For many black women, their hair has been natural, hot-ironed, braided, relaxed, texturised, coloured, cut and styled, damaged and conditioned. Yet a woman can get frustrated and bored with the state of her hair. Truly, I am at my split-end.
As I sat on a bus trying to figure out what to do with my hair, I saw a little girl with “Spanish curl” weave on her head and admiring her manicure.
She made me realise that I was a prehistoric mammal when it came to hair and so I took upon myself to see what I was getting tangled up with by doing some research.
So I decided to watch comedian Chris Rock’s documentary on African-American hair called Good Hair.
As I watched, some intriguing statements were made by some of the most recognisable black women in America.
Confused identity
Two comments which were memorable and conflicting are what Maya Angelou and Nia Long said respectively about the state of black hair: “Hair is a woman’s glory” and “the lighter, the brighter, the better the hair”.
So how could this be? How can something be your glory, yet women try their best to disguise their true self by wearing a weave instead of their own hair?
According to Rock, the black hair industry is a nine billion dollar industry. Weave takes up a significant portion of that pie.
Ironically, the hair for which black, American women pay the most comes from half-way across the world in India. It is human hair and, after it has left the heads of unsuspecting women and children, it can cost from US$1 000 to US$5 000 dollars a head.

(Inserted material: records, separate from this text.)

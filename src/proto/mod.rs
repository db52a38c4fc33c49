//! 传输层
//!
//! 每条流（Flow）由一个发送端、一个接收端和一个可插拔的传输层算法（TLA）组成。
//! 发送端的窗口/在途集合/RTO 定时器等簿记在 `sender`，各 TLA 只决定对 ACK 与超时的反应。

mod flow;
mod receiver;
mod rtt;
mod sender;
pub mod tla;

pub use flow::{Flow, FlowTable, TransportConfig};
pub use receiver::{Receipt, Receiver};
pub use rtt::RttEstimator;
pub use sender::{AckClass, AckInfo, CcMode, FlowCtx, SenderState, SenderStats};
pub use tla::{Tla, TlaSpec};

Second, and distant best as far as quality, is the synthetic hair which most Barbadian women wear on their heads.
This type of hair makes millions for Asian producers and suppliers, but none of this money is controlled by the black people who actually wear it.
Al Sharpton in an interview with Rock called it “economic retardation” as black people have no real influence on the process (manufacturing, supplying) of the hair that we glue, sew and fuse unto our heads.
Within the hair industry there are just four black owned companies in the United States and this is an indication of who really controls our image of beauty in society.
Staying straight
Taking all I learned into consideration, (such as weave wearing is obsessive and it can result in the lost of a hairline), I have concluded for now I have to stick to the “creamy crack”, or the “nappy antidote”. I will he conforming to the mantra “When your hair relaxed, people relax; when your hair nappy, people ain’t happy.” But it is hard (literally) to keep the natural look and many women have employers who may not think it is suitable to keep the natural look.
Yes, the world is far from accepting anything which does not represent that “European look” but in the next decade or so this may all change.